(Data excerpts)
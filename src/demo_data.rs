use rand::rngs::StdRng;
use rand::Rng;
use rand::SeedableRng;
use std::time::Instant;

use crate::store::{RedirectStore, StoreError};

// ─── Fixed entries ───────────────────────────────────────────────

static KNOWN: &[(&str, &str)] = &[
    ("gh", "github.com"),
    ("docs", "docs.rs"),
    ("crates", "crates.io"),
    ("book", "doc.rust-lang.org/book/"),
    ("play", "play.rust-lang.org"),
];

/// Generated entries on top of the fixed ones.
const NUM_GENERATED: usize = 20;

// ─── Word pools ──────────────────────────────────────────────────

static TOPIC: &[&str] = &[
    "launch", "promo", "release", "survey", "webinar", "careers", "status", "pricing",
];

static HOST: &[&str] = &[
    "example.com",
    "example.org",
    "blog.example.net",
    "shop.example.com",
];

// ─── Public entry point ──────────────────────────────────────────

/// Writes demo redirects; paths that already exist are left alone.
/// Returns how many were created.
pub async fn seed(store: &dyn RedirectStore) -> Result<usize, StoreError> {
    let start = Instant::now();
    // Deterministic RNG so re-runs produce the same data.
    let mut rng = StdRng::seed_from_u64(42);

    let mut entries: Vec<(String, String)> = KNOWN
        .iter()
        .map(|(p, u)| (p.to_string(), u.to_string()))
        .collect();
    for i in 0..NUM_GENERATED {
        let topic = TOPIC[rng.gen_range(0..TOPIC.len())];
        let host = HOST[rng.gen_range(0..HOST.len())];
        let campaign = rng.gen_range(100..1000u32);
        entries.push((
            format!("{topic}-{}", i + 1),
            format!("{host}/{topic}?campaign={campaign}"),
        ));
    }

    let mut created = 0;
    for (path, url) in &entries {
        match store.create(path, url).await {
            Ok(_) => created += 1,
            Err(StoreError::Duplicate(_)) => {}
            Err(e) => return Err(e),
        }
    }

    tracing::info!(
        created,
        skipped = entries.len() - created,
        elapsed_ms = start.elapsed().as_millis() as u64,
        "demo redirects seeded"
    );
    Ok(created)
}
--
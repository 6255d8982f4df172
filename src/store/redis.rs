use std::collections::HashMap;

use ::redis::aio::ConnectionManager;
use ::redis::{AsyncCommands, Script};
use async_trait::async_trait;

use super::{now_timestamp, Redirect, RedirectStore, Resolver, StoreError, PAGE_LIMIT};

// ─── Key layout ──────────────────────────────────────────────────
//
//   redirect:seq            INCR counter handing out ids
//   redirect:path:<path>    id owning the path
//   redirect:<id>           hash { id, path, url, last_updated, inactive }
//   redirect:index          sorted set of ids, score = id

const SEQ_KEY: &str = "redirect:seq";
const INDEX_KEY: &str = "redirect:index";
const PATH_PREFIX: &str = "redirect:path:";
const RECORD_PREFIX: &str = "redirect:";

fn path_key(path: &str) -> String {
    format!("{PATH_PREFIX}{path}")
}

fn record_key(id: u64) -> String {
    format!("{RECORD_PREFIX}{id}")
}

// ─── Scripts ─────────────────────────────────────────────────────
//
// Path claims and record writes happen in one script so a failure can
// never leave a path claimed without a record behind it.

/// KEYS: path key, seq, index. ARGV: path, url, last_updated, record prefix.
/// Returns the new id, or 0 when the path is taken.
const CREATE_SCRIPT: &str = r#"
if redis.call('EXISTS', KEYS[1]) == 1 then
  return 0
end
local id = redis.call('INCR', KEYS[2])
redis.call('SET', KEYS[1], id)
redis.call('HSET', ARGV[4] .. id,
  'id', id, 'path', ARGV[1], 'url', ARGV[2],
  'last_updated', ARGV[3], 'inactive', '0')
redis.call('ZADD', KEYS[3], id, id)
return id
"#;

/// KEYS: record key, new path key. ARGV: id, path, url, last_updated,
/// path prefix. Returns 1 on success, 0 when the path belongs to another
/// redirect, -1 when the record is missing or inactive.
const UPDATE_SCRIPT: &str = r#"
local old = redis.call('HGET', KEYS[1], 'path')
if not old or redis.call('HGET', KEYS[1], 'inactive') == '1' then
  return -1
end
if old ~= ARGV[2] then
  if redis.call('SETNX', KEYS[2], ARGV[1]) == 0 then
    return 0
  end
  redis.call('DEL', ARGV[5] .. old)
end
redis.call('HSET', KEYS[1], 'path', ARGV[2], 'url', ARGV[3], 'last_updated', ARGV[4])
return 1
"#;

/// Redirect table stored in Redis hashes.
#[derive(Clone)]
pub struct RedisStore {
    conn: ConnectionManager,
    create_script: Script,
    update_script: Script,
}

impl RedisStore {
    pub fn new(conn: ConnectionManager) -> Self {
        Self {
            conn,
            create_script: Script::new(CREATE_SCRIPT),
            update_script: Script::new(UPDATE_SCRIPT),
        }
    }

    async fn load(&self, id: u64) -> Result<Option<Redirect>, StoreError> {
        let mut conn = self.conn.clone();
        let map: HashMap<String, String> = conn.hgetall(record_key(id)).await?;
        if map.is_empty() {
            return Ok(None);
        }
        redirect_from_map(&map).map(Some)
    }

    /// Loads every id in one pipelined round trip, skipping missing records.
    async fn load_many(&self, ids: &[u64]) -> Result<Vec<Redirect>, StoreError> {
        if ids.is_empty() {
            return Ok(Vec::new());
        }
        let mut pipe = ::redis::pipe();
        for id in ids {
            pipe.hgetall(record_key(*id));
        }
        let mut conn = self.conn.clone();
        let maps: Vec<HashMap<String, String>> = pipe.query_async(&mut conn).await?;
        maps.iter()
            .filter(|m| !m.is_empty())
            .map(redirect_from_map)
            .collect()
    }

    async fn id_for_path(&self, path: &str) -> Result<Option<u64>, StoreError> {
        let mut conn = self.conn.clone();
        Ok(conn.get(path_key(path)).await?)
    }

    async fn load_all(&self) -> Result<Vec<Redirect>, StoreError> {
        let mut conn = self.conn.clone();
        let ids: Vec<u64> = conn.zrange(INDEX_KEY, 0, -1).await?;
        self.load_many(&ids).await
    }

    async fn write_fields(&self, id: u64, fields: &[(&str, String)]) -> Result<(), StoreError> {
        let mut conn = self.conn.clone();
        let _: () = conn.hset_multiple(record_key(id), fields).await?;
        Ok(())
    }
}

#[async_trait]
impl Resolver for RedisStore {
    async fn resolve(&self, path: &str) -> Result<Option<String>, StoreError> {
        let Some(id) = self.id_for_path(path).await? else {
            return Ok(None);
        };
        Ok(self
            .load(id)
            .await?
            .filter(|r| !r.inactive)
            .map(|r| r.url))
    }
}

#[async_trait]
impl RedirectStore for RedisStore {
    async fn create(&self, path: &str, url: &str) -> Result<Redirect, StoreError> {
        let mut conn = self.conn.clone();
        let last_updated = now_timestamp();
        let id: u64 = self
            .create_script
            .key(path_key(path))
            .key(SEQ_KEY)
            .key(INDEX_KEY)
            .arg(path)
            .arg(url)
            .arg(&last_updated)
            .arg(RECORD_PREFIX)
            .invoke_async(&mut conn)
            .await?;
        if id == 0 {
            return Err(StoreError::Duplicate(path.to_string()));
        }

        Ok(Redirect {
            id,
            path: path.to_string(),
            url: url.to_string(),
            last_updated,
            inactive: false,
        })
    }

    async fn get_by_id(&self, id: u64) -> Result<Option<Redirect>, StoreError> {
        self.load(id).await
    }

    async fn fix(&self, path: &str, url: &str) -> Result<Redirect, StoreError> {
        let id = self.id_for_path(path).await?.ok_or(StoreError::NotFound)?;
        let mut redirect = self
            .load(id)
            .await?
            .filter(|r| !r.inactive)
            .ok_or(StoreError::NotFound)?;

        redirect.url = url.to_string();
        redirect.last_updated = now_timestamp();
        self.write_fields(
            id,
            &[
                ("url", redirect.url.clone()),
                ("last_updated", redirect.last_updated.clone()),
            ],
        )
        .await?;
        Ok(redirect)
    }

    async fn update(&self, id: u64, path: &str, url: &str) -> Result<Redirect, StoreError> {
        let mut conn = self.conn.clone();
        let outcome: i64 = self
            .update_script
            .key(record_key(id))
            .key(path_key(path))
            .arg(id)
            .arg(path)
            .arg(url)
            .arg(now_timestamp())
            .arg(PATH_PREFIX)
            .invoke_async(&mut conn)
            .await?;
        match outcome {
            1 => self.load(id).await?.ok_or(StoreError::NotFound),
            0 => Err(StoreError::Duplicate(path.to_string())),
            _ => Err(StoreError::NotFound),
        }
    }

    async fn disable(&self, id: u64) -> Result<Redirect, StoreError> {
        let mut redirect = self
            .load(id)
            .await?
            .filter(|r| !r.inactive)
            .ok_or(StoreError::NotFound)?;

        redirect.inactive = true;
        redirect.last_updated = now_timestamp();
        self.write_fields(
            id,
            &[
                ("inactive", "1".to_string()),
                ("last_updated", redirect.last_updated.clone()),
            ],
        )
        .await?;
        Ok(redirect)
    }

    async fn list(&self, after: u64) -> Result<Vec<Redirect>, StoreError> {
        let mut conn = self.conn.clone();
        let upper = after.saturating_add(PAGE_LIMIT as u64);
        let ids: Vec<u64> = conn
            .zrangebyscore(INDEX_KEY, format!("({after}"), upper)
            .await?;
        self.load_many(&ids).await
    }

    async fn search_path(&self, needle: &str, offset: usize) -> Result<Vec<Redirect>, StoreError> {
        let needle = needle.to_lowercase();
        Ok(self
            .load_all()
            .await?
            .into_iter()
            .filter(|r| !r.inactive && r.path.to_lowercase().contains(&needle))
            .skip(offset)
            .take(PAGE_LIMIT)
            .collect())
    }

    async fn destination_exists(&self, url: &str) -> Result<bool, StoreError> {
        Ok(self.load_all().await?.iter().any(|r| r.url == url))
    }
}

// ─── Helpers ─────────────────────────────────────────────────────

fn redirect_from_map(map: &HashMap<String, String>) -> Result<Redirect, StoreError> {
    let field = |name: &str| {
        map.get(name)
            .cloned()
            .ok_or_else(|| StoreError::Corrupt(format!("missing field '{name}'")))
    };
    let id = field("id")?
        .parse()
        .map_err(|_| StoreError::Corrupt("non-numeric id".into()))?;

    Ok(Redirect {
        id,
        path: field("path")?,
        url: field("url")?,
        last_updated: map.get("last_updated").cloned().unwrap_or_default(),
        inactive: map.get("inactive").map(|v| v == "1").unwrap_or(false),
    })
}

• TASK REQUIREMENTS
Where a line of the data contains "campaign", include it in the tally, and answer with the tally alone.

• FINAL ANSWER
2